*Your instructions*:
The answer must consist of every record, printed exactly as it stands.

Items listed in a dataset:
*** Block opens ***

/*!
 * Dependency resolution between code blocks.
 *
 * Records on each code block which top-level names it defines and which
 * import statements it needs. Blocks that do not parse are skipped with a
 * warning; resolution never fails a translation.
 */

use log::debug;
use serde_json::Value;
use std::collections::BTreeMap;

use crate::blocks::{CodeBlock, meta};
use crate::cache::AstCache;
use crate::python::{Module, ParseMode, StmtKind};

const DEPENDENCY_FILENAME: &str = "<dependencies>";

/// Names bound at the top level of a module
fn defined_names(module: &Module) -> Vec<String> {
    let mut names = Vec::new();
    for stmt in &module.body {
        match &stmt.kind {
            StmtKind::FunctionDef(_) | StmtKind::ClassDef(_) => {
                names.extend(stmt.definition_name().map(str::to_string));
            }
            StmtKind::Assign { targets, .. } => {
                names.extend(targets.iter().filter_map(|t| t.as_name().map(str::to_string)));
            }
            StmtKind::AnnAssign { target, .. } => names.extend(target.as_name().map(str::to_string)),
            _ => {}
        }
    }
    names
}

fn import_statements(source: &str, module: &Module) -> Vec<String> {
    module
        .body
        .iter()
        .filter(|stmt| stmt.is_import())
        .filter_map(|stmt| stmt.span.slice(source))
        .map(|text| text.trim().to_string())
        .collect()
}

/// Annotates code blocks and returns warnings for unparseable blocks and
/// for names defined by more than one block
pub fn resolve(blocks: &mut [CodeBlock], cache: &AstCache) -> Vec<String> {
    let mut warnings = Vec::new();
    let mut definers: BTreeMap<String, Vec<usize>> = BTreeMap::new();

    for (index, block) in blocks.iter_mut().enumerate().filter(|(_, b)| b.is_code()) {
        let text = block.text().to_string();
        match cache.parse(&text, DEPENDENCY_FILENAME, ParseMode::Exec) {
            Ok(module) => {
                let names = defined_names(&module);
                for name in &names {
                    definers.entry(name.clone()).or_default().push(index);
                }
                let imports = import_statements(&text, &module);
                block.set_meta(meta::DEFINED_NAMES, Value::from(names));
                block.set_meta(meta::REQUIRED_IMPORTS, Value::from(imports));
            }
            Err(e) => {
                debug!("Dependency analysis skipped block {}: {}", index, e);
                warnings.push(format!(
                    "Dependency analysis skipped block at lines {}-{}: {}",
                    block.line_range.0, block.line_range.1, e
                ));
            }
        }
    }

    for (name, indices) in definers {
        if indices.len() > 1 {
            warnings.push(format!(
                "'{}' is defined in {} blocks; the last definition is kept",
                name,
                indices.len()
            ));
        }
    }
    warnings
}

#[cfg(test)]
mod tests {
    use super::*;
    use crate::blocks::BlockType;
    use crate::cache::AstCacheConfig;

    #[test]
    fn test_resolve_should_record_names_and_imports() {
        let cache = AstCache::new(AstCacheConfig::default());
        let mut blocks = vec![
            CodeBlock::new(BlockType::TargetCode, "import os\nLIMIT = 3\n\ndef f():\n    return os.sep\n", (1, 5)),
            CodeBlock::new(BlockType::NaturalLanguage, "now do it\n", (6, 6)),
        ];
        let warnings = resolve(&mut blocks, &cache);
        assert!(warnings.is_empty());
        assert_eq!(blocks[0].meta_list(meta::DEFINED_NAMES), vec!["LIMIT", "f"]);
        assert_eq!(blocks[0].meta_list(meta::REQUIRED_IMPORTS), vec!["import os"]);
        assert!(blocks[1].meta_list(meta::DEFINED_NAMES).is_empty());
    }

    #[test]
    fn test_resolve_should_warn_on_redefinition_and_broken_blocks() {
        let cache = AstCache::new(AstCacheConfig::default());
        let mut blocks = vec![
            CodeBlock::new(BlockType::TargetCode, "def f():\n    return 1\n", (1, 2)),
            CodeBlock::new(BlockType::TargetCode, "def f():\n    return 2\n", (3, 4)),
            CodeBlock::new(BlockType::TargetCode, "def g(:\n", (5, 5)),
        ];
        let warnings = resolve(&mut blocks, &cache);
        assert_eq!(warnings.len(), 2);
        assert!(warnings.iter().any(|w| w.contains("lines 5-5")));
        assert!(warnings.iter().any(|w| w.contains("'f' is defined in 2 blocks")));
    }
}
#[derive(Debug, Clone, PartialEq, Eq)]
pub enum ScopeIssue {
    Undefined { name: String, line: usize, column: usize, hint: Option<String> },
    MissingNonlocal { name: String, line: usize },
}

impl ScopeIssue {
    pub fn line(&self) -> usize {
        match self {
            ScopeIssue::Undefined { line, .. } | ScopeIssue::MissingNonlocal { line, .. } => *line,
        }
    }

    pub fn name(&self) -> &str {
        match self {
            ScopeIssue::Undefined { name, .. } | ScopeIssue::MissingNonlocal { name, .. } => name,
        }
    }
}

impl fmt::Display for ScopeIssue {
    fn fmt(&self, f: &mut fmt::Formatter<'_>) -> fmt::Result {
        match self {
            ScopeIssue::Undefined { name, hint: Some(hint), .. } => {
                write!(f, "Undefined name '{}' (did you mean '{}'?)", name, hint)
            }
            ScopeIssue::Undefined { name, .. } => write!(f, "Undefined name '{}'", name),
            ScopeIssue::MissingNonlocal { name, .. } => {
                write!(f, "No binding for nonlocal '{}' found", name)
            }
        }
    }
}

/// A local variable assigned in a function but never read
#[derive(Debug, Clone, PartialEq, Eq)]
pub struct UnusedName {
    pub name: String,
    pub function: String,
    pub line: usize,
}

#[derive(Debug, Default)]
pub struct ScopeReport {
    pub issues: Vec<ScopeIssue>,
    pub unused: Vec<UnusedName>,
}

/// A function or lambda body whose walk waits for its enclosing code
enum DeferredBody<'a> {
    Stmts(&'a [Stmt]),
    Expr(&'a Expr),
}

enum Resolution {
    Builtin,
    Found(ScopeId),
    Unresolved,
}

/// Runs scope analysis over a parsed module
pub fn analyze(module: &Module) -> ScopeReport {
    let mut analyzer = ScopeAnalyzer::new();
    analyzer.module(module);
    analyzer.finish()
}

pub struct ScopeAnalyzer<'a> {
    scopes: Vec<Scope>,
    pending: VecDeque<(ScopeId, DeferredBody<'a>)>,
    current: ScopeId,
    in_annotation: bool,
    star_import: bool,
    issues: Vec<ScopeIssue>,
}

impl Default for ScopeAnalyzer<'_> {
    fn default() -> Self {
        Self::new()
    }
}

*** Block closes ***

*Exercise output*:
/*!
 * Dependency resolution between code blocks.
 *
 * Records on each code block which top-level names it defines and which
 * import statements it needs. Blocks that do not parse are skipped with a
 * warning; resolution never fails a translation.
 */

use log::debug;
use serde_json::Value;
use std::collections::BTreeMap;

use crate::blocks::{CodeBlock, meta};
use crate::cache::AstCache;
use crate::python::{Module, ParseMode, StmtKind};

const DEPENDENCY_FILENAME: &str = "<dependencies>";

/// Names bound at the top level of a module
fn defined_names(module: &Module) -> Vec<String> {
    let mut names = Vec::new();
    for stmt in &module.body {
        match &stmt.kind {
            StmtKind::FunctionDef(_) | StmtKind::ClassDef(_) => {
                names.extend(stmt.definition_name().map(str::to_string));
            }
            StmtKind::Assign { targets, .. } => {
                names.extend(targets.iter().filter_map(|t| t.as_name().map(str::to_string)));
            }
            StmtKind::AnnAssign { target, .. } => names.extend(target.as_name().map(str::to_string)),
            _ => {}
        }
    }
    names
}

fn import_statements(source: &str, module: &Module) -> Vec<String> {
    module
        .body
        .iter()
        .filter(|stmt| stmt.is_import())
        .filter_map(|stmt| stmt.span.slice(source))
        .map(|text| text.trim().to_string())
        .collect()
}

/// Annotates code blocks and returns warnings for unparseable blocks and
/// for names defined by more than one block
pub fn resolve(blocks: &mut [CodeBlock], cache: &AstCache) -> Vec<String> {
    let mut warnings = Vec::new();
    let mut definers: BTreeMap<String, Vec<usize>> = BTreeMap::new();

    for (index, block) in blocks.iter_mut().enumerate().filter(|(_, b)| b.is_code()) {
        let text = block.text().to_string();
        match cache.parse(&text, DEPENDENCY_FILENAME, ParseMode::Exec) {
            Ok(module) => {
                let names = defined_names(&module);
                for name in &names {
                    definers.entry(name.clone()).or_default().push(index);
                }
                let imports = import_statements(&text, &module);
                block.set_meta(meta::DEFINED_NAMES, Value::from(names));
                block.set_meta(meta::REQUIRED_IMPORTS, Value::from(imports));
            }
            Err(e) => {
                debug!("Dependency analysis skipped block {}: {}", index, e);
                warnings.push(format!(
                    "Dependency analysis skipped block at lines {}-{}: {}",
                    block.line_range.0, block.line_range.1, e
                ));
            }
        }
    }

    for (name, indices) in definers {
        if indices.len() > 1 {
            warnings.push(format!(
                "'{}' is defined in {} blocks; the last definition is kept",
                name,
                indices.len()
            ));
        }
    }
    warnings
}

#[cfg(test)]
mod tests {
    use super::*;
    use crate::blocks::BlockType;
    use crate::cache::AstCacheConfig;

    #[test]
    fn test_resolve_should_record_names_and_imports() {
        let cache = AstCache::new(AstCacheConfig::default());
        let mut blocks = vec![
            CodeBlock::new(BlockType::TargetCode, "import os\nLIMIT = 3\n\ndef f():\n    return os.sep\n", (1, 5)),
            CodeBlock::new(BlockType::NaturalLanguage, "now do it\n", (6, 6)),
        ];
        let warnings = resolve(&mut blocks, &cache);
        assert!(warnings.is_empty());
        assert_eq!(blocks[0].meta_list(meta::DEFINED_NAMES), vec!["LIMIT", "f"]);
        assert_eq!(blocks[0].meta_list(meta::REQUIRED_IMPORTS), vec!["import os"]);
        assert!(blocks[1].meta_list(meta::DEFINED_NAMES).is_empty());
    }

    #[test]
    fn test_resolve_should_warn_on_redefinition_and_broken_blocks() {
        let cache = AstCache::new(AstCacheConfig::default());
        let mut blocks = vec![
            CodeBlock::new(BlockType::TargetCode, "def f():\n    return 1\n", (1, 2)),
            CodeBlock::new(BlockType::TargetCode, "def f():\n    return 2\n", (3, 4)),
            CodeBlock::new(BlockType::TargetCode, "def g(:\n", (5, 5)),
        ];
        let warnings = resolve(&mut blocks, &cache);
        assert_eq!(warnings.len(), 2);
        assert!(warnings.iter().any(|w| w.contains("lines 5-5")));
        assert!(warnings.iter().any(|w| w.contains("'f' is defined in 2 blocks")));
    }
}
#[derive(Debug, Clone, PartialEq, Eq)]
pub enum ScopeIssue {
    Undefined { name: String, line: usize, column: usize, hint: Option<String> },
    MissingNonlocal { name: String, line: usize },
}

impl ScopeIssue {
    pub fn line(&self) -> usize {
        match self {
            ScopeIssue::Undefined { line, .. } | ScopeIssue::MissingNonlocal { line, .. } => *line,
        }
    }

    pub fn name(&self) -> &str {
        match self {
            ScopeIssue::Undefined { name, .. } | ScopeIssue::MissingNonlocal { name, .. } => name,
        }
    }
}

impl fmt::Display for ScopeIssue {
    fn fmt(&self, f: &mut fmt::Formatter<'_>) -> fmt::Result {
        match self {
            ScopeIssue::Undefined { name, hint: Some(hint), .. } => {
                write!(f, "Undefined name '{}' (did you mean '{}'?)", name, hint)
            }
            ScopeIssue::Undefined { name, .. } => write!(f, "Undefined name '{}'", name),
            ScopeIssue::MissingNonlocal { name, .. } => {
                write!(f, "No binding for nonlocal '{}' found", name)
            }
        }
    }
}

/// A local variable assigned in a function but never read
#[derive(Debug, Clone, PartialEq, Eq)]
pub struct UnusedName {
    pub name: String,
    pub function: String,
    pub line: usize,
}

#[derive(Debug, Default)]
pub struct ScopeReport {
    pub issues: Vec<ScopeIssue>,
    pub unused: Vec<UnusedName>,
}

/// A function or lambda body whose walk waits for its enclosing code
enum DeferredBody<'a> {
    Stmts(&'a [Stmt]),
    Expr(&'a Expr),
}

enum Resolution {
    Builtin,
    Found(ScopeId),
    Unresolved,
}

/// Runs scope analysis over a parsed module
pub fn analyze(module: &Module) -> ScopeReport {
    let mut analyzer = ScopeAnalyzer::new();
    analyzer.module(module);
    analyzer.finish()
}

pub struct ScopeAnalyzer<'a> {
    scopes: Vec<Scope>,
    pending: VecDeque<(ScopeId, DeferredBody<'a>)>,
    current: ScopeId,
    in_annotation: bool,
    star_import: bool,
    issues: Vec<ScopeIssue>,
}

impl Default for ScopeAnalyzer<'_> {
    fn default() -> Self {
        Self::new()
    }
}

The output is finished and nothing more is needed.